• [Activity]: Each line below with the word "load" needs to be copied.

• [Data provided]:
★ ★ ★ ★ ★

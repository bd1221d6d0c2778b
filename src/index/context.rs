//! `IndexingContext` — the stateful per-repository handle.

use std::collections::HashSet;
use std::path::{Path, PathBuf};
use std::sync::atomic::{AtomicBool, AtomicU64, Ordering};
use std::sync::Arc;

use chrono::{DateTime, Utc};
use parking_lot::{Mutex, RwLock};

use crate::coordinate::{ArtifactInfo, GavCalculator};
use crate::core::error::{Error, Result};
use crate::index::descriptor::{self, SUPPORTED_DESCRIPTOR_VERSION};
use crate::index::group_cache;
use crate::index::writer::Writer;
use crate::schema::{CreatorRegistry, Document};
use crate::storage::{FileLock, IndexDirectory, StoredDocument};

struct ContextState {
    committed: Arc<Vec<StoredDocument>>,
    timestamp: DateTime<Utc>,
}

pub struct IndexingContext {
    id: String,
    repository_id: String,
    repository_path: PathBuf,
    repository_url: Option<String>,
    index_update_url: Option<String>,
    directory: Arc<dyn IndexDirectory>,
    gav_calculator: Arc<dyn GavCalculator>,
    creators: Arc<CreatorRegistry>,
    state: RwLock<ContextState>,
    writer: Writer,
    file_lock: Mutex<Option<FileLock>>,
    closed: AtomicBool,
    searchable: AtomicBool,
    /// Bumped whenever the document baseline is wholesale replaced
    /// (`purge`, `replace`); the packer reads this to decide whether an
    /// incremental chain can still be extended, or must reset.
    generation: AtomicU64,
}

impl IndexingContext {
    #[allow(clippy::too_many_arguments)]
    pub fn open(
        id: impl Into<String>,
        repository_id: impl Into<String>,
        repository_path: impl Into<PathBuf>,
        directory: Arc<dyn IndexDirectory>,
        gav_calculator: Arc<dyn GavCalculator>,
        creators: Arc<CreatorRegistry>,
        reclaim: bool,
    ) -> Result<Self> {
        let repository_id = repository_id.into();
        let error_path = directory
            .root_path()
            .map(Path::to_path_buf)
            .unwrap_or_else(|| PathBuf::from(":memory:"));

        let file_lock = match directory.root_path() {
            Some(root) => Some(FileLock::acquire(root, true)?),
            None => None,
        };

        let mut documents = directory.load()?;
        let needs_descriptor =
            descriptor::validate_on_open(&documents, &error_path, &repository_id, reclaim)?;
        if needs_descriptor {
            documents.retain(|d| !d.is_descriptor());
            documents.push(StoredDocument::Descriptor {
                version: SUPPORTED_DESCRIPTOR_VERSION,
                repository_id: repository_id.clone(),
            });
        }
        let has_groups = documents
            .iter()
            .any(|d| matches!(d, StoredDocument::GroupSet { .. }));
        if !has_groups {
            group_cache::rebuild(&mut documents);
        }

        let timestamp = directory.read_timestamp()?.unwrap_or_else(Utc::now);
        if needs_descriptor || !has_groups {
            directory.save(&documents)?;
            directory.write_timestamp(timestamp)?;
        }

        Ok(IndexingContext {
            id: id.into(),
            repository_id,
            repository_path: repository_path.into(),
            repository_url: None,
            index_update_url: None,
            directory,
            gav_calculator,
            creators,
            state: RwLock::new(ContextState {
                committed: Arc::new(documents),
                timestamp,
            }),
            writer: Writer::new(),
            file_lock: Mutex::new(file_lock),
            closed: AtomicBool::new(false),
            searchable: AtomicBool::new(true),
            generation: AtomicU64::new(0),
        })
    }

    fn guard_open(&self) -> Result<()> {
        if self.closed.load(Ordering::Acquire) {
            return Err(Error::ContextClosed { id: self.id.clone() });
        }
        Ok(())
    }

    pub fn id(&self) -> &str {
        &self.id
    }

    pub fn repository_id(&self) -> &str {
        &self.repository_id
    }

    pub fn repository_path(&self) -> &std::path::Path {
        &self.repository_path
    }

    pub fn repository_url(&self) -> Option<&str> {
        self.repository_url.as_deref()
    }

    pub fn set_repository_url(&mut self, url: impl Into<String>) {
        self.repository_url = Some(url.into());
    }

    pub fn index_update_url(&self) -> Option<&str> {
        self.index_update_url.as_deref()
    }

    pub fn set_index_update_url(&mut self, url: impl Into<String>) {
        self.index_update_url = Some(url.into());
    }

    pub fn is_searchable(&self) -> bool {
        self.searchable.load(Ordering::Acquire)
    }

    pub fn set_searchable(&self, searchable: bool) {
        self.searchable.store(searchable, Ordering::Release);
    }

    pub fn generation(&self) -> u64 {
        self.generation.load(Ordering::Acquire)
    }

    pub fn timestamp(&self) -> DateTime<Utc> {
        self.state.read().timestamp
    }

    /// `updateTimestamp(null)`: resets the clock without touching any
    /// documents.
    pub fn reset_timestamp(&self) {
        self.state.write().timestamp = DateTime::<Utc>::default();
    }

    pub fn gav_calculator(&self) -> &Arc<dyn GavCalculator> {
        &self.gav_calculator
    }

    pub fn creators(&self) -> &Arc<CreatorRegistry> {
        &self.creators
    }

    /// Shared-lease read: an `Arc` clone of the currently committed
    /// document set. The lock behind it is only held for the instant of
    /// the clone, not for however long the caller keeps the `Arc` — see
    /// `DESIGN.md` for why that still satisfies the reader/searcher
    /// snapshot guarantees.
    pub fn snapshot(&self) -> Result<Arc<Vec<StoredDocument>>> {
        self.guard_open()?;
        Ok(self.state.read().committed.clone())
    }

    pub fn add_artifact(&self, info: &ArtifactInfo) -> Result<()> {
        self.guard_open()?;
        let mut doc = Document::new();
        self.creators.write(info, &mut doc);
        self.writer.add(StoredDocument::Live(doc));
        Ok(())
    }

    pub fn delete_artifact(&self, uinfo: impl Into<String>) -> Result<()> {
        self.guard_open()?;
        self.writer.delete(uinfo);
        Ok(())
    }

    pub fn commit(&self) -> Result<()> {
        self.guard_open()?;
        let (adds, deletes) = self.writer.drain();
        if adds.is_empty() && deletes.is_empty() {
            return Ok(());
        }
        let mut state = self.state.write();
        let mut documents = (*state.committed).clone();
        apply_pending(&mut documents, adds, deletes);
        group_cache::rebuild(&mut documents);
        self.directory.save(&documents)?;
        let now = advance(state.timestamp);
        self.directory.write_timestamp(now)?;
        state.timestamp = now;
        state.committed = Arc::new(documents);
        warm_up(&state.committed);
        Ok(())
    }

    pub fn rollback(&self) -> Result<()> {
        self.guard_open()?;
        self.writer.clear();
        Ok(())
    }

    pub fn optimize(&self) -> Result<()> {
        self.guard_open()?;
        let (adds, deletes) = self.writer.drain();
        let mut state = self.state.write();
        let mut documents = (*state.committed).clone();
        apply_pending(&mut documents, adds, deletes);
        let mut documents = compact(documents);
        group_cache::rebuild(&mut documents);
        self.directory.save(&documents)?;
        let now = advance(state.timestamp);
        self.directory.write_timestamp(now)?;
        state.timestamp = now;
        state.committed = Arc::new(std::mem::take(&mut documents));
        Ok(())
    }

    pub fn purge(&self) -> Result<()> {
        self.guard_open()?;
        self.writer.clear();
        let mut state = self.state.write();
        let mut documents = vec![StoredDocument::Descriptor {
            version: SUPPORTED_DESCRIPTOR_VERSION,
            repository_id: self.repository_id.clone(),
        }];
        group_cache::rebuild(&mut documents);
        self.directory.clear()?;
        self.directory.save(&documents)?;
        let now = Utc::now();
        self.directory.write_timestamp(now)?;
        state.committed = Arc::new(documents);
        state.timestamp = now;
        self.generation.fetch_add(1, Ordering::AcqRel);
        Ok(())
    }

    /// Merge semantics: add non-duplicate, non-filtered live
    /// documents from `source`; tombstones delete the matching `UINFO`
    /// and are themselves persisted; groups are rebuilt and the index is
    /// compacted afterward (mirroring `optimize`).
    pub fn merge(
        &self,
        source: &dyn IndexDirectory,
        filter: Option<&dyn Fn(&ArtifactInfo) -> bool>,
    ) -> Result<()> {
        self.guard_open()?;
        let source_docs = source.load()?;
        let mut state = self.state.write();
        let mut documents = (*state.committed).clone();
        let mut existing: HashSet<String> = documents
            .iter()
            .filter_map(|d| d.uinfo().map(str::to_string))
            .collect();

        for doc in source_docs {
            match doc {
                StoredDocument::Live(fields) => {
                    let Some(uinfo) = fields.get("u").map(str::to_string) else {
                        continue;
                    };
                    if existing.contains(&uinfo) {
                        continue;
                    }
                    let mut info = ArtifactInfo::default();
                    self.creators.read(&fields, &mut info);
                    if let Some(filter) = filter {
                        if !filter(&info) {
                            continue;
                        }
                    }
                    let mut normalised = Document::new();
                    self.creators.write(&info, &mut normalised);
                    existing.insert(uinfo);
                    documents.push(StoredDocument::Live(normalised));
                }
                StoredDocument::Tombstone { uinfo } => {
                    documents.retain(|d| d.uinfo() != Some(uinfo.as_str()));
                    existing.remove(&uinfo);
                    documents.push(StoredDocument::Tombstone { uinfo });
                }
                StoredDocument::Descriptor { .. } | StoredDocument::GroupSet { .. } => {}
            }
        }

        let mut documents = compact(documents);
        group_cache::rebuild(&mut documents);
        self.directory.save(&documents)?;

        let source_timestamp = source.read_timestamp()?;
        let merged_timestamp = match source_timestamp {
            Some(ts) if ts > state.timestamp => ts,
            _ => state.timestamp,
        };
        self.directory.write_timestamp(merged_timestamp)?;
        state.timestamp = merged_timestamp;
        state.committed = Arc::new(std::mem::take(&mut documents));
        Ok(())
    }

    /// Replace: wholesale adoption of an external directory's
    /// contents, reclaiming the descriptor and the source timestamp.
    pub fn replace(&self, source: &dyn IndexDirectory) -> Result<()> {
        self.guard_open()?;
        self.writer.clear();
        let mut state = self.state.write();
        let mut documents = source.load()?;
        documents.retain(|d| !d.is_descriptor());
        documents.push(StoredDocument::Descriptor {
            version: SUPPORTED_DESCRIPTOR_VERSION,
            repository_id: self.repository_id.clone(),
        });
        let has_groups = documents
            .iter()
            .any(|d| matches!(d, StoredDocument::GroupSet { .. }));
        if !has_groups {
            group_cache::rebuild(&mut documents);
        }

        self.directory.clear()?;
        self.directory.save(&documents)?;
        let adopted_timestamp = source.read_timestamp()?.unwrap_or_else(Utc::now);
        self.directory.write_timestamp(adopted_timestamp)?;
        state.committed = Arc::new(documents);
        state.timestamp = adopted_timestamp;
        self.generation.fetch_add(1, Ordering::AcqRel);
        Ok(())
    }

    pub fn close(&self, delete_files: bool) -> Result<()> {
        self.guard_open()?;
        let timestamp = self.state.read().timestamp;
        self.directory.write_timestamp(timestamp)?;
        if delete_files {
            self.directory.clear()?;
        }
        self.closed.store(true, Ordering::Release);
        *self.file_lock.lock() = None;
        Ok(())
    }

    pub fn all_groups(&self) -> Result<Vec<String>> {
        self.guard_open()?;
        let documents = self.state.read().committed.clone();
        Ok(group_cache::read(&documents, crate::storage::GroupKind::All))
    }

    pub fn root_groups(&self) -> Result<Vec<String>> {
        self.guard_open()?;
        let documents = self.state.read().committed.clone();
        Ok(group_cache::read(&documents, crate::storage::GroupKind::Root))
    }

    pub fn rebuild_groups(&self) -> Result<()> {
        self.guard_open()?;
        let mut state = self.state.write();
        let mut documents = (*state.committed).clone();
        group_cache::rebuild(&mut documents);
        self.directory.save(&documents)?;
        state.committed = Arc::new(documents);
        Ok(())
    }
}

fn advance(previous: DateTime<Utc>) -> DateTime<Utc> {
    let now = Utc::now();
    if now > previous {
        now
    } else {
        previous + chrono::Duration::milliseconds(1)
    }
}

fn apply_pending(documents: &mut Vec<StoredDocument>, adds: Vec<StoredDocument>, deletes: Vec<String>) {
    for uinfo in &deletes {
        documents.retain(|d| d.uinfo() != Some(uinfo.as_str()));
        documents.push(StoredDocument::Tombstone {
            uinfo: uinfo.clone(),
        });
    }
    documents.extend(adds);
}

/// Drops live documents shadowed by a tombstone, dedups tombstones for
/// the same `UINFO`, and keeps a single descriptor. Strips any
/// `GroupSet` documents; callers rebuild groups afterward.
fn compact(documents: Vec<StoredDocument>) -> Vec<StoredDocument> {
    let tombstoned: HashSet<String> = documents
        .iter()
        .filter_map(|d| d.tombstone_uinfo().map(str::to_string))
        .collect();
    let mut seen_tombstones = HashSet::new();
    let mut seen_descriptor = false;
    let mut documents = documents;
    documents.retain(|d| match d {
        StoredDocument::Live(fields) => match fields.get("u") {
            Some(uinfo) => !tombstoned.contains(uinfo),
            None => true,
        },
        StoredDocument::Tombstone { uinfo } => seen_tombstones.insert(uinfo.clone()),
        StoredDocument::Descriptor { .. } => {
            let first = !seen_descriptor;
            seen_descriptor = true;
            first
        }
        StoredDocument::GroupSet { .. } => false,
    });
    documents
}

fn warm_up(documents: &Arc<Vec<StoredDocument>>) {
    for doc in documents.iter() {
        let _ = doc.uinfo();
    }
}
//! `IndexPacker` — the chain algorithm that produces the full snapshot,
//! optional incremental chunks, and the `.properties` publication state.
//!
//! Modelled on a `RecoveryManager`/`Checkpoint` pair: load existing
//! state, decide what changed since, write-then-rename. The
//! delta itself is computed from a persisted baseline `UINFO` set
//! (`packer::baseline`) rather than `docId` ordering, recorded as an
//! open-question decision in `DESIGN.md`, because this crate's `docId`s
//! (snapshot vector positions) are not stable across `optimize`.

use std::collections::HashSet;
use std::fs::{self, File};
use std::io::BufWriter;
use std::path::{Path, PathBuf};

use flate2::write::GzEncoder;
use flate2::Compression;

use crate::core::error::Result;
use crate::core::hex;
use crate::index::IndexingContext;
use crate::packer::baseline::{self, Baseline};
use crate::packer::format;
use crate::packer::properties::{self, PublicationState};
use crate::packer::zip_writer;
use crate::schema::FieldRegistry;
use crate::storage::StoredDocument;

pub const INDEX_FILE_STEM: &str = "nexus-maven-repository-index";

#[derive(Debug, Clone)]
pub struct PackOptions {
    pub create_checksum_files: bool,
    pub create_incremental_chunks: bool,
    pub max_index_chunks: usize,
}

impl Default for PackOptions {
    fn default() -> Self {
        PackOptions {
            create_checksum_files: true,
            create_incremental_chunks: true,
            max_index_chunks: 20,
        }
    }
}

#[derive(Debug, Default, Clone, Copy)]
pub struct IndexPacker;

impl IndexPacker {
    pub fn new() -> Self {
        IndexPacker
    }

    pub fn pack(&self, ctx: &IndexingContext, output_dir: &Path, options: &PackOptions) -> Result<()> {
        fs::create_dir_all(output_dir)?;

        let properties_path = output_dir.join(format!("{INDEX_FILE_STEM}.properties"));
        let baseline_path = output_dir.join(format!("{INDEX_FILE_STEM}.baseline"));
        let full_gz_path = output_dir.join(format!("{INDEX_FILE_STEM}.gz"));
        let full_zip_path = output_dir.join(format!("{INDEX_FILE_STEM}.zip"));

        let documents = ctx.snapshot()?;
        let fields = ctx.creators().fields();
        let context_timestamp = ctx.timestamp();

        let prev_state = properties::load(&properties_path)?;
        let prev_baseline = baseline::load(&baseline_path)?;
        let chain_reset = match (&prev_state, &prev_baseline) {
            (Some(_), Some(b)) => b.generation != ctx.generation(),
            _ => true,
        };

        if !chain_reset {
            if let Some(prev_state) = &prev_state {
                if context_timestamp <= prev_state.timestamp {
                    write_full_snapshot(&full_gz_path, &full_zip_path, context_timestamp, &documents, fields, options)?;
                    return Ok(());
                }
            }
        }

        write_full_snapshot(&full_gz_path, &full_zip_path, context_timestamp, &documents, fields, options)?;

        let live_uinfo: HashSet<String> = documents
            .iter()
            .filter_map(|d| d.uinfo().map(str::to_string))
            .collect();

        if chain_reset {
            prune_chunks(output_dir, &HashSet::new())?;
            properties::save(
                &properties_path,
                &PublicationState {
                    id: ctx.id().to_string(),
                    timestamp: context_timestamp,
                    chain_id: mint_chain_id(),
                    last_incremental: 0,
                    incrementals: Vec::new(),
                },
            )?;
            baseline::save(
                &baseline_path,
                &Baseline {
                    generation: ctx.generation(),
                    uinfo: live_uinfo.into_iter().collect(),
                },
            )?;
            return Ok(());
        }

        let prev_state = prev_state.expect("chain_reset false implies prior state present");
        let prev_baseline = prev_baseline.expect("chain_reset false implies prior baseline present");

        if !options.create_incremental_chunks {
            properties::save(
                &properties_path,
                &PublicationState {
                    timestamp: context_timestamp,
                    ..prev_state
                },
            )?;
            baseline::save(
                &baseline_path,
                &Baseline {
                    generation: ctx.generation(),
                    uinfo: live_uinfo.into_iter().collect(),
                },
            )?;
            return Ok(());
        }

        let prev_uinfo = prev_baseline.uinfo_set();
        let added = documents.iter().filter(|d| match d {
            StoredDocument::Live(doc) => doc.get("u").map(|u| !prev_uinfo.contains(u)).unwrap_or(false),
            _ => false,
        });
        let removed = prev_uinfo
            .iter()
            .filter(|u| !live_uinfo.contains(*u))
            .map(|u| StoredDocument::Tombstone { uinfo: u.clone() });
        let delta: Vec<StoredDocument> = added.cloned().chain(removed).collect();

        let new_counter = prev_state.last_incremental + 1;
        let chunk_path = output_dir.join(format!("{INDEX_FILE_STEM}.{new_counter}.gz"));
        write_gz(&chunk_path, context_timestamp, &delta, fields)?;
        if options.create_checksum_files {
            write_checksums(&chunk_path)?;
        }

        let mut incrementals = vec![new_counter];
        incrementals.extend(prev_state.incrementals);
        incrementals.truncate(options.max_index_chunks);
        let retained: HashSet<u64> = incrementals.iter().copied().collect();
        prune_chunks(output_dir, &retained)?;

        properties::save(
            &properties_path,
            &PublicationState {
                id: ctx.id().to_string(),
                timestamp: context_timestamp,
                chain_id: prev_state.chain_id,
                last_incremental: new_counter,
                incrementals,
            },
        )?;
        baseline::save(
            &baseline_path,
            &Baseline {
                generation: ctx.generation(),
                uinfo: live_uinfo.into_iter().collect(),
            },
        )?;

        Ok(())
    }
}

fn write_full_snapshot(
    gz_path: &Path,
    zip_path: &Path,
    timestamp: chrono::DateTime<chrono::Utc>,
    documents: &[StoredDocument],
    fields: &FieldRegistry,
    options: &PackOptions,
) -> Result<()> {
    write_gz(gz_path, timestamp, documents, fields)?;
    if options.create_checksum_files {
        write_checksums(gz_path)?;
    }

    let mut frame = Vec::new();
    format::write_snapshot(&mut frame, timestamp, documents, fields)?;
    let tmp = PathBuf::from(format!("{}.tmp", zip_path.display()));
    {
        let file = File::create(&tmp)?;
        let mut writer = BufWriter::new(file);
        zip_writer::write_zip(&mut writer, &[(&format!("{INDEX_FILE_STEM}.index"), &frame)])?;
    }
    fs::rename(&tmp, zip_path)?;
    Ok(())
}

fn write_gz(
    path: &Path,
    timestamp: chrono::DateTime<chrono::Utc>,
    documents: &[StoredDocument],
    fields: &FieldRegistry,
) -> Result<()> {
    let tmp = PathBuf::from(format!("{}.tmp", path.display()));
    {
        let file = File::create(&tmp)?;
        let mut encoder = GzEncoder::new(BufWriter::new(file), Compression::default());
        format::write_snapshot(&mut encoder, timestamp, documents, fields)?;
        encoder.finish()?;
    }
    fs::rename(&tmp, path)?;
    Ok(())
}

fn write_checksums(path: &Path) -> Result<()> {
    use md5::{Digest as Md5Digest, Md5};
    use sha1::{Digest as Sha1Digest, Sha1};

    let bytes = fs::read(path)?;
    fs::write(
        format!("{}.sha1", path.display()),
        format!("{}\n", hex::encode(&Sha1::digest(&bytes))),
    )?;
    fs::write(
        format!("{}.md5", path.display()),
        format!("{}\n", hex::encode(&Md5::digest(&bytes))),
    )?;
    Ok(())
}

/// Deletes `<INDEX_FILE>.<n>.gz` chunk files (and their checksum
/// siblings) whose counter is not in `retained`.
fn prune_chunks(output_dir: &Path, retained: &HashSet<u64>) -> Result<()> {
    let prefix = format!("{INDEX_FILE_STEM}.");
    for entry in fs::read_dir(output_dir)? {
        let entry = entry?;
        let name = entry.file_name().to_string_lossy().into_owned();
        let Some(rest) = name.strip_prefix(&prefix) else {
            continue;
        };
        let Some(counter_str) = rest.strip_suffix(".gz") else {
            continue;
        };
        let Ok(counter) = counter_str.parse::<u64>() else {
            continue;
        };
        if !retained.contains(&counter) {
            let _ = fs::remove_file(entry.path());
            let _ = fs::remove_file(format!("{}.sha1", entry.path().display()));
            let _ = fs::remove_file(format!("{}.md5", entry.path().display()));
        }
    }
    Ok(())
}

fn mint_chain_id() -> String {
    uuid::Uuid::new_v4().to_string()
}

★ ★ ★ ★ ★

• [Solution to the exercise]:
        let mut documents = directory.load()?;
        if self.closed.load(Ordering::Acquire) {
        self.searchable.load(Ordering::Acquire)
        self.generation.load(Ordering::Acquire)
        let source_docs = source.load()?;
        let mut documents = source.load()?;
//! Modelled on a `RecoveryManager`/`Checkpoint` pair: load existing
        let prev_state = properties::load(&properties_path)?;
        let prev_baseline = baseline::load(&baseline_path)?;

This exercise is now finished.